The machinery isn’t lying to the operator. It’s showing them a pre-processed image and labeling it what’s out there.
HOW THE WEIGHTING WORKS
The system runs prediction to save energy. Re-deriving reality from scratch every moment would be ruinously expensive, so the hardware guesses ahead — anticipating the next input based on the last thousand. When the input matches the guess, it passes through cheaply. When it doesn’t, the system tends to round it toward the guess anyway.
The result is a stack of predictable distortions. Information that confirms the existing model gets waved through; information that contradicts it gets scrutinized, discounted, or missed. Vivid recent events get over-weighted; slow statistical truths get under-weighted. The Projection entry covers one specific version — the system painting its own contents onto another person. The Assumptions entry covers another. Bias is the general case: the thumb on the scale that’s always there, in every reading, before judgment even begins.
None of this feels like distortion from the inside. It feels like seeing clearly. That is the defining property of the mechanism — a biased reading and an accurate reading produce the identical sensation of just looking at the facts.
THE HOW — WORKING AROUND A SYSTEM YOU CAN’T TURN OFF
The bias can’t be deleted. It’s structural. But the operator can build correction into the process.
To detect a likely distortion: watch for the reading that arrives instantly and feels effortless, especially about a person or group, especially when it’s flattering to the operator’s existing position. Speed and comfort are the tells. The system serves up confirming data fast and frictionlessly. Disconfirming data, if it surfaces at all, arrives slow and with resistance.
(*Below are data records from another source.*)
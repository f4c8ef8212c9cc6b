//! Integration tests for the question-answering pipeline.
//!
//! These tests drive the query handler end to end with saved workflow
//! responses standing in for the webhook.

use pretty_assertions::assert_eq;
use samarth_engine::fetch::{ClosureSource, FetchRequest, parse_body};
use samarth_engine::{
    AnalysisEngine, Conversation, Credentials, Dataset, EngineConfig, Intent, QueryHandler, Role,
    SamarthError, SummaryScope,
};
use std::path::PathBuf;
use std::sync::Arc;

// ============================================================================
// Helper Functions
// ============================================================================

fn fixtures_path() -> PathBuf {
    PathBuf::from(env!("CARGO_MANIFEST_DIR")).join("tests/fixtures")
}

fn read_fixture(filename: &str) -> String {
    std::fs::read_to_string(fixtures_path().join(filename)).expect("Failed to read fixture")
}

fn load_dataset(filename: &str) -> Dataset {
    parse_body(&read_fixture(filename)).expect("Fixture should parse as a dataset")
}

fn fixture_handler(filename: &str) -> QueryHandler {
    let body = read_fixture(filename);
    let source = ClosureSource::new(filename, move |_req: &FetchRequest| parse_body(&body));
    QueryHandler::new(AnalysisEngine::default(), Arc::new(source))
}

fn credentials() -> Credentials {
    Credentials::new(
        Some("test-api-key".to_string()),
        Some("http://localhost/webhook/samarth".to_string()),
    )
}

fn column_f64(df: &polars::prelude::DataFrame, name: &str) -> Vec<Option<f64>> {
    df.column(name)
        .unwrap()
        .as_materialized_series()
        .f64()
        .unwrap()
        .into_iter()
        .collect()
}

// ============================================================================
// Tax Analysis
// ============================================================================

#[test]
fn test_tax_totals_for_named_states_over_last_two_years() {
    let dataset = load_dataset("tax_devolution.json");
    let answer = AnalysisEngine::default().answer(
        "What is the share of union taxes for Telangana and Karnataka in the last two years?",
        &dataset,
    );

    assert_eq!(answer.intent, Intent::TaxAnalysis);
    assert!(answer.fault.is_none());

    let table = answer.table.expect("Tax analysis should produce a table");
    let names: Vec<String> = table
        .get_column_names()
        .iter()
        .map(|c| c.to_string())
        .collect();
    assert_eq!(names, vec!["state_name", "_2016_17", "_2017_18", "Total"]);
    assert_eq!(column_f64(&table, "Total"), vec![Some(42000.25), Some(11000.0)]);
    assert_eq!(column_f64(&table, "_2017_18"), vec![Some(22000.25), None]);

    assert!(answer.markdown.starts_with(
        "**Share of Union Taxes and Duties (in Rs. Crore) for Telangana, Karnataka:**"
    ));
    assert!(answer.markdown.contains("| Karnataka | 20000 | 22000.25 | 42000.25 |"));
    assert!(answer.markdown.contains("| Telangana | 11000 |  | 11000 |"));
    assert_eq!(
        answer.citation.to_string(),
        "**State-wise Share of Union Taxes and Duties** \
         (Source: 9ef84268-d588-465a-a308-a864a43d0070, data.gov.in)"
    );
}

#[test]
fn test_tax_explicit_year() {
    let dataset = load_dataset("tax_devolution.json");
    let answer =
        AnalysisEngine::default().answer("Union tax devolution to Kerala in 2015", &dataset);

    let table = answer.table.unwrap();
    assert_eq!(table.height(), 1);
    assert_eq!(column_f64(&table, "Total"), vec![Some(9000.0)]);
}

#[test]
fn test_tax_no_matching_states_falls_back_to_summary() {
    let dataset = load_dataset("tax_devolution.json");
    let answer = AnalysisEngine::default().answer("Union taxes for Gujarat", &dataset);

    assert_eq!(answer.intent, Intent::TaxAnalysis);
    assert!(answer.markdown.contains(
        "I found the dataset, but could not find data for Gujarat. \
         States present in the data: Andhra Pradesh, Karnataka, Kerala, Telangana"
    ));
    assert!(answer.markdown.contains("I have successfully retrieved the dataset"));
    assert!(!answer.markdown.contains("| Total |"));
    assert!(!answer.markdown.contains("Share of Union Taxes and Duties (in Rs. Crore)"));

    let table = answer.table.unwrap();
    assert_eq!(table.height(), 4);
    assert!(table.column("Total").is_err());
}

#[test]
fn test_tax_missing_year_column_lists_alternatives() {
    let dataset = load_dataset("tax_devolution.json");
    let answer = AnalysisEngine::default().answer("Union taxes for Kerala in 2019", &dataset);

    let fault = answer.fault.expect("Missing year should be reported");
    assert!(fault.contains("2019-20"));
    assert!(fault.contains("_2015_16"));
}

// ============================================================================
// Rainfall Comparison
// ============================================================================

#[test]
fn test_rainfall_comparison_by_state() {
    let dataset = load_dataset("crop_rainfall.json");
    let answer = AnalysisEngine::default().answer(
        "Compare the average rainfall for each crop growing state",
        &dataset,
    );

    assert_eq!(answer.intent, Intent::RainfallCropComparison);
    assert_eq!(
        answer.markdown,
        "**Average Annual Rainfall Analysis:**\n\
         * **Kerala**: 2750.00 mm (average)\n\
         * **Punjab**: 650.50 mm (average)\n\
         * **Rajasthan**: n/a (no valid rainfall figures)\n"
    );
    assert_eq!(
        column_f64(answer.table.as_ref().unwrap(), "mean_rainfall_mm"),
        vec![Some(2750.0), Some(650.5), None]
    );
}

#[test]
fn test_generic_summary_for_other_questions() {
    let dataset = load_dataset("crop_rainfall.json");
    let engine = AnalysisEngine::new(
        EngineConfig::builder()
            .summary_scope(SummaryScope::Head(2))
            .build()
            .unwrap(),
    );
    let answer = engine.answer("Which districts grow rice?", &dataset);

    assert_eq!(answer.intent, Intent::GenericSummary);
    assert!(answer.markdown.contains(
        "**'District-wise Crop Production and Rainfall'**. Here is a summary of the first 2 rows:"
    ));
    assert!(answer.markdown.contains(
        "| State_Name | District_Name | Crop | Production | Rainfall_mm |\n| --- | --- | --- | --- | --- |"
    ));
    assert!(answer.markdown.contains("Ludhiana"));
    assert!(!answer.markdown.contains("Idukki"));
}

#[test]
fn test_zero_row_dataset_summarizes() {
    let dataset = load_dataset("empty_records.json");
    let answer = AnalysisEngine::default().answer("union tax for Kerala", &dataset);

    assert!(answer.markdown.contains("Empty Table"));
    assert!(!answer.markdown.trim().is_empty());
}

// ============================================================================
// Query Handling
// ============================================================================

#[test]
fn test_handler_records_question_and_answer() {
    let handler = fixture_handler("tax_devolution.json");
    let outcome = handler.handle(
        Conversation::new(),
        "Share of union taxes in Karnataka in 2016",
        &credentials(),
    );

    assert!(outcome.is_ok());
    let turns = outcome.conversation.turns();
    assert_eq!(turns.len(), 2);
    assert_eq!(turns[0].role, Role::User);
    assert_eq!(turns[1].role, Role::Assistant);

    let snapshot = turns[1].table.as_ref().unwrap();
    assert_eq!(snapshot.columns, vec!["state_name", "_2016_17", "Total"]);
    assert_eq!(snapshot.rows, vec![vec!["Karnataka", "20000", "20000"]]);
}

#[test]
fn test_unknown_response_keeps_user_turn() {
    let handler = fixture_handler("unknown_response.json");
    let outcome = handler.handle(Conversation::new(), "rainfall in Kerala", &credentials());

    let err = outcome.error.expect("Unknown response should be an error");
    assert!(matches!(err, SamarthError::UnknownResponse { .. }));
    assert!(err.to_string().contains(r#"{"foo":"bar"}"#));

    let turns = outcome.conversation.turns();
    assert_eq!(turns.len(), 2);
    assert_eq!(turns[0].content, "rainfall in Kerala");
    assert!(turns[1].is_error);
    assert!(turns[1].content.contains(r#"{"foo":"bar"}"#));
}

#[test]
fn test_inactive_workflow_is_actionable() {
    let handler = fixture_handler("workflow_started.json");
    let outcome = handler.handle(Conversation::new(), "crop production", &credentials());

    let err = outcome.error.unwrap();
    assert_eq!(err.error_code(), "WORKFLOW_NOT_ACTIVE");
    assert!(err.to_string().contains("Respond to Webhook"));
}

#[test]
fn test_missing_credentials_skip_the_call() {
    let handler = fixture_handler("tax_devolution.json");

    let no_key = Credentials::new(None, Some("http://localhost/webhook".to_string()));
    let outcome = handler.handle(Conversation::new(), "union taxes", &no_key);
    assert!(outcome.conversation.is_empty());
    assert_eq!(
        outcome.error.unwrap().to_string(),
        "Please enter your data.gov.in API key to start"
    );

    let no_endpoint = Credentials::new(Some("key".to_string()), Some(String::new()));
    let outcome = handler.handle(Conversation::new(), "union taxes", &no_endpoint);
    assert!(outcome.conversation.is_empty());
    assert_eq!(
        outcome.error.unwrap().to_string(),
        "Please enter your workflow webhook URL to start"
    );
}

#[test]
fn test_conversation_accumulates_across_questions() {
    let handler = fixture_handler("crop_rainfall.json");
    let creds = credentials();

    let outcome = handler.handle(Conversation::new(), "compare rainfall by crop", &creds);
    let outcome = handler.handle(outcome.conversation, "show the table", &creds);

    assert_eq!(outcome.conversation.len(), 4);
    let json = serde_json::to_value(&outcome.conversation).unwrap();
    assert_eq!(json["turns"][3]["role"], "assistant");
    assert_eq!(
        json["turns"][3]["citation"]["resource_id"],
        "35be999b-0208-4354-b557-f6ca9a5355de"
    );
}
When a conclusion feels obvious and good, that’s the moment to check — not because it’s wrong, but because the machinery’s ease is not evidence.
To correct, run the opposite query on purpose. The system has already gathered everything that supports its view. So ask the question it skipped: what would I expect to see if the opposite were true — and is any of that actually present? This is not pretending the contrary is correct. It is forcing the apparatus to retrieve the data it filtered out. Most of the correction is just making the system look at what it declined to load.
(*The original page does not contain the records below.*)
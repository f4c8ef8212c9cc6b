//! Generic table summary, the fallback for every question.

use super::{AnalysisContext, AnalysisFault, AnalysisResult, AnalysisRoutine};
use crate::config::SummaryScope;
use crate::dataset::Dataset;
use crate::reporting::render_table;

/// Shows the dataset title and a table of its leading (or all) records.
pub struct GenericSummary;

impl AnalysisRoutine for GenericSummary {
    fn name(&self) -> &str {
        "generic_summary"
    }

    fn run(&self, ctx: &AnalysisContext<'_>) -> Result<AnalysisResult, AnalysisFault> {
        Ok(summarize(ctx.dataset, ctx.config.summary_scope))
    }
}

/// Summarize a dataset. Never fails, including for zero-row datasets.
pub fn summarize(dataset: &Dataset, scope: SummaryScope) -> AnalysisResult {
    let (shown, what) = match scope {
        SummaryScope::Head(n) => (dataset.frame.head(Some(n)), format!("the first {} rows", n)),
        SummaryScope::All => (
            dataset.frame.clone(),
            format!("all {} rows", dataset.height()),
        ),
    };

    let markdown = format!(
        "I have successfully retrieved the dataset **'{}'**. Here is a summary of {}:\n\n{}\n",
        dataset.title,
        what,
        render_table(&shown)
    );
    AnalysisResult::new(markdown, Some(shown))
}

#[cfg(test)]
mod tests {
    use super::*;
    use serde_json::json;

    fn rows(n: usize) -> Dataset {
        let records: Vec<_> = (0..n).map(|i| json!({"id": i, "name": format!("row{}", i)})).collect();
        Dataset::from_records(&records, Some("Crop Production"), Some("r-9")).unwrap()
    }

    #[test]
    fn test_head_summary() {
        let result = summarize(&rows(8), SummaryScope::Head(5));
        let table = result.table.unwrap();
        assert_eq!(table.height(), 5);
        assert!(result.markdown.starts_with(
            "I have successfully retrieved the dataset **'Crop Production'**. \
             Here is a summary of the first 5 rows:"
        ));
        assert!(result.markdown.contains("row4"));
        assert!(!result.markdown.contains("row5"));
    }

    #[test]
    fn test_all_rows_summary() {
        let result = summarize(&rows(8), SummaryScope::All);
        assert_eq!(result.table.unwrap().height(), 8);
        assert!(result.markdown.contains("all 8 rows"));
    }

    #[test]
    fn test_zero_row_summary_is_header_only() {
        let columns_only = {
            let full = rows(2);
            Dataset::new(full.frame.head(Some(0)), Some("Empty"), None)
        };
        let result = summarize(&columns_only, SummaryScope::Head(5));
        assert!(result.markdown.contains("| id | name |\n| --- | --- |\n"));

        let nothing = Dataset::from_records(&[], None, None).unwrap();
        let result = summarize(&nothing, SummaryScope::Head(5));
        assert!(result.markdown.contains("| (no columns) |"));
    }
}
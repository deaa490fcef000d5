use std::any::Any;

use super::sink::FrameSink;
use crate::core::frame::Frame;

/// Private state stored by an extension on a context
pub type PrivateState = Box<dyn Any + Send>;

/// Generation callback invoked by the host with (previous, current)
/// Either frame may be missing; the callback must tolerate that.
pub type GenerateHook = fn(&mut dyn RenderContext, Option<&Frame>, Option<&Frame>);

/// Host rendering context as seen by an extension
///
/// The host owns the context and its lifetime. An extension only reads and
/// writes the two slots and pushes frames into the consumption path.
pub trait RenderContext {
    /// Opaque private-state slot
    fn private_state(&self) -> Option<&(dyn Any + Send)>;

    fn private_state_mut(&mut self) -> Option<&mut (dyn Any + Send)>;

    /// Store a value in the private slot
    /// Returns the previous occupant, if any
    fn set_private_state(&mut self, state: PrivateState) -> Option<PrivateState>;

    /// Empty the private slot and hand back its occupant
    fn take_private_state(&mut self) -> Option<PrivateState>;

    /// Currently registered generation callback
    fn generate_hook(&self) -> Option<GenerateHook>;

    /// Register or clear (None) the generation callback
    fn set_generate_hook(&mut self, hook: Option<GenerateHook>);

    /// Optional frame-consumption path
    fn frame_sink(&mut self) -> Option<&mut dyn FrameSink>;
}
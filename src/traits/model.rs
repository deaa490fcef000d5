use std::path::Path;

use crate::core::frame::Frame;
use crate::error::Result;

/// Loaded inference resource that synthesizes an in-between frame
pub trait InterpolationModel: Send {
    /// Produce a frame between `previous` and `current`
    /// Returns None when the model declines to interpolate this pair
    fn infer(&mut self, previous: &Frame, current: &Frame) -> Option<Frame>;

    /// Human-readable identifier used in logs
    fn name(&self) -> &str;
}

/// Resolves a model resource and loads it
///
/// An unresolvable resource is an error value, never a panic.
pub trait ModelLoader {
    fn load(&self, path: &Path) -> Result<Box<dyn InterpolationModel>>;
}
use std::io::ErrorKind;
use std::path::{Path, PathBuf};

use log::debug;

use super::blend_model::{BlendModel, ModelHeader};
use crate::error::{FramegenError, Result};
use crate::traits::{InterpolationModel, ModelLoader};

/// Loads blend models from the file system
#[derive(Debug, Clone, Default)]
pub struct FileModelLoader {
    search_root: Option<PathBuf>,
}

impl FileModelLoader {
    pub fn new() -> Self {
        Self::default()
    }

    /// Resolve relative paths against `root` instead of the working directory
    pub fn with_search_root(root: impl Into<PathBuf>) -> Self {
        Self {
            search_root: Some(root.into()),
        }
    }

    fn resolve(&self, path: &Path) -> PathBuf {
        match &self.search_root {
            Some(root) if path.is_relative() => root.join(path),
            _ => path.to_path_buf(),
        }
    }
}

impl ModelLoader for FileModelLoader {
    fn load(&self, path: &Path) -> Result<Box<dyn InterpolationModel>> {
        let path = self.resolve(path);
        debug!("loading model resource {}", path.display());

        let bytes = std::fs::read(&path).map_err(|source| match source.kind() {
            ErrorKind::NotFound => FramegenError::ModelNotFound { path: path.clone() },
            _ => FramegenError::ModelIo {
                path: path.clone(),
                source,
            },
        })?;
        let header = ModelHeader::decode(&bytes, &path)?;

        let name = path
            .file_stem()
            .map(|s| s.to_string_lossy().into_owned())
            .unwrap_or_else(|| "blend".to_string());
        Ok(Box::new(BlendModel::from_header(name, &header)))
    }
}
use criterion::{black_box, criterion_group, criterion_main, BenchmarkId, Criterion};

use ai_framegen::synthetic::GradientSource;
use ai_framegen::{
    generate_frame, install, BlendModel, CollectingSink, FramegenConfig, InterpolationModel,
    ModelLoader, PipeContext,
};

/// Loader that hands out an in-memory blend model
struct InMemoryLoader;

impl ModelLoader for InMemoryLoader {
    fn load(&self, _path: &std::path::Path) -> ai_framegen::Result<Box<dyn InterpolationModel>> {
        Ok(Box::new(BlendModel::new("bench", 0.5, 1.0)))
    }
}

/// Benchmark: raw model inference at common resolutions
fn bench_blend_infer(c: &mut Criterion) {
    let mut group = c.benchmark_group("blend_infer");
    for &(w, h) in &[(320u32, 180u32), (1280, 720), (1920, 1080)] {
        let mut source = GradientSource::new(w, h, 60.0);
        let (a, b) = (source.next().unwrap(), source.next().unwrap());
        let mut model = BlendModel::new("bench", 0.5, 1.0);

        let id = BenchmarkId::from_parameter(format!("{}x{}", w, h));
        group.bench_with_input(id, &(a, b), |bench, (a, b)| {
            bench.iter(|| black_box(model.infer(black_box(a), black_box(b))))
        });
    }
    group.finish();
}

/// Benchmark: full hook path including context lookup and hand-off
fn bench_generate_hook(c: &mut Criterion) {
    let sink = CollectingSink::new();
    let mut ctx = PipeContext::with_sink(sink.clone());
    install(&mut ctx, &FramegenConfig::default(), &InMemoryLoader).unwrap();

    let mut source = GradientSource::new(1280, 720, 60.0);
    let (a, b) = (source.next().unwrap(), source.next().unwrap());

    c.bench_function("generate_hook_720p", |bench| {
        bench.iter(|| {
            let outcome = generate_frame(&mut ctx, Some(black_box(&a)), Some(black_box(&b)));
            sink.drain();
            black_box(outcome)
        })
    });
}

criterion_group!(benches, bench_blend_infer, bench_generate_hook);
criterion_main!(benches);
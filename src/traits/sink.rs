use crate::core::frame::Frame;

/// Frame-consumption path of a rendering context
///
/// Receiving a frame takes ownership of it; the sender keeps nothing.
pub trait FrameSink {
    fn consume(&mut self, frame: Frame);
}

impl<F: FnMut(Frame)> FrameSink for F {
    fn consume(&mut self, frame: Frame) {
        self(frame)
    }
}
use anyhow::{Context, Result};
use clap::Parser;
use log::{info, warn};

use ai_framegen::cli::Cli;
use ai_framegen::synthetic::GradientSource;
use ai_framegen::{
    install, teardown, CollectingSink, FileModelLoader, FramegenConfig, ModelHeader, PipeContext,
};

const SOURCE_FPS: f32 = 30.0;

fn main() -> Result<()> {
    env_logger::Builder::from_env(env_logger::Env::default().default_filter_or("info")).init();
    let cli = Cli::parse();

    let mut config = match &cli.config {
        Some(path) => FramegenConfig::from_json_file(path)
            .with_context(|| format!("loading config {}", path.display()))?,
        None => FramegenConfig::default(),
    };
    if let Some(model) = &cli.model {
        config = FramegenConfig {
            model_root: config.model_root.take(),
            ..FramegenConfig::with_model_path(model)
        };
    }

    if cli.write_model {
        let path = config.resolved_model_path();
        ModelHeader::new(cli.blend, cli.scene_cut)
            .write_to(&path)
            .with_context(|| format!("writing model {}", path.display()))?;
        info!(
            "wrote model {} (blend {}, scene cut {})",
            path.display(),
            cli.blend,
            cli.scene_cut
        );
    }

    let sink = CollectingSink::new();
    let mut ctx = PipeContext::with_sink(sink.clone());

    // A missing model only disables generation; rendering continues.
    let installed = match install(&mut ctx, &config, &FileModelLoader::new()) {
        Ok(()) => true,
        Err(e) => {
            warn!("running without frame generation: {}", e);
            false
        }
    };

    let mut previous = None;
    let mut rendered = 0u64;
    let source = GradientSource::new(cli.width, cli.height, SOURCE_FPS);
    for frame in source.take(cli.frames as usize) {
        ctx.invoke_generate(previous.as_ref(), Some(&frame));
        previous = Some(frame);
        rendered += 1;
    }

    teardown(&mut ctx);

    let generated = sink.drain();
    let multiplier = if rendered == 0 {
        0.0
    } else {
        (rendered + generated.len() as u64) as f32 / rendered as f32
    };
    info!(
        "rendered {} frames, generated {} (installed: {}), effective rate x{:.2}",
        rendered,
        generated.len(),
        installed,
        multiplier
    );
    Ok(())
}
For the high-stakes readings, outsource the check. Bias is hardest to see from inside the system running it. Another operator, looking at the same situation without the same priors, can often spot the thumb on the scale that’s invisible to the one whose scale it is. Asking is not weakness. It’s the only external instrument available for an internal distortion.
THE OPERATOR’S POSITION
The wiring will keep pre-weighting every perception. It was built to, and the build is not changeable.
What changes is the operator’s relationship to their own certainty. The one who knows the readings come pre-shaped holds conclusions more loosely — not abandoning judgment, but tagging it: this is the model’s best guess, with the model’s known lean baked in. That tag is the entire upgrade. It doesn’t make the system unbiased. It makes the one in the chair stop mistaking the model’s confidence for the world’s truth.
The image on the panel is always edited.
The operator’s job is to remember there was an editor.